Especulações nocivas costumam ocorrer em mercados pobres de informação. Ao deixar de fornecer dados valorizados pelos analistas (era o caso das projeções trimestrais do PIB), o Ipea empobreceu o ambiente. Imaginar que as expectativas piorariam foi no mínimo um exagero.
Agora, aproveitando um estudo que constata o caráter extremamente regressivo da carga tributária (outros já o tinham feito), o presidente do Instituto defende uma saída inacreditável: aumentar a tributação via Imposto de Renda, ou seja, "cobrar mais dos ricos", uma envelhecida proposta ideológica.
Para ele, o aumento da regressividade teria decorrido da redução do IR de pessoas físicas na reforma de 1987, que reduziu o número de alíquotas, de onze para apenas duas: 25% e 10%. A máxima era de 45%, mas houvera uma de 55%. Essas alíquotas foram elevadas para 15% e 27,5%, de forma "temporária", como parte do ajuste fiscal para reagir à crise da Rússia, de 1988.
A base da reforma foi um amplo estudo da Secretaria da Receita Federal. A redução do número e dos valores de alíquotas constituía uma tendência em todo o mundo, iniciada com as mudanças do governo Ronald Reagan, nos Estados Unidos.

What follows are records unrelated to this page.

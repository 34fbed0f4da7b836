//! Config command implementation.

use std::path::Path;

use anyhow::{Context, Result, bail};

use crate::cli::ConfigAction;
use crate::config::Config;

pub fn cmd_config(action: ConfigAction, path: &Path, config: &Config) -> Result<()> {
    match action {
        ConfigAction::Path => {
            println!("{}", path.display());
        }
        ConfigAction::Show => {
            print!("{}", config.to_toml()?);
            if let Err(e) = config.validate() {
                eprintln!("\n{}", e);
            }
        }
        ConfigAction::Init { force } => {
            if path.exists() && !force {
                bail!(
                    "{} already exists (use --force to overwrite)",
                    path.display()
                );
            }
            Config::default()
                .save(path)
                .with_context(|| format!("Cannot write {}", path.display()))?;
            eprintln!("Wrote default configuration to {}", path.display());
        }
    }
    Ok(())
}
//! Command implementations for the CLI.

mod config;
mod once;
mod watch;

pub use config::cmd_config;
pub use once::{OnceArgs, cmd_once};
pub use watch::{WatchArgs, cmd_watch};

use anyhow::{Context, Result};
use airwatch_core::HttpSource;

use crate::config::Config;

/// Build the HTTP source described by `config`.
pub(crate) fn http_source(config: &Config) -> Result<HttpSource> {
    HttpSource::with_timeout(&config.source.url, config.request_timeout())
        .with_context(|| format!("Cannot use source URL '{}'", config.source.url))
}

Os excessos eram evidentes. Houve alíquota máxima de 90%, o que desestimulava o esforço individual e incentivava a sonegação. Estudos mostravam que era melhor reduzir a desigualdade via gastos sociais (como viria a ocorrer com o Bolsa-Família no Brasil) do que pela tributação progressiva. Daí por que os países ex-comunistas do Leste Europeu adotaram o flat tax (tributo com alíquota única e relativamente baixa).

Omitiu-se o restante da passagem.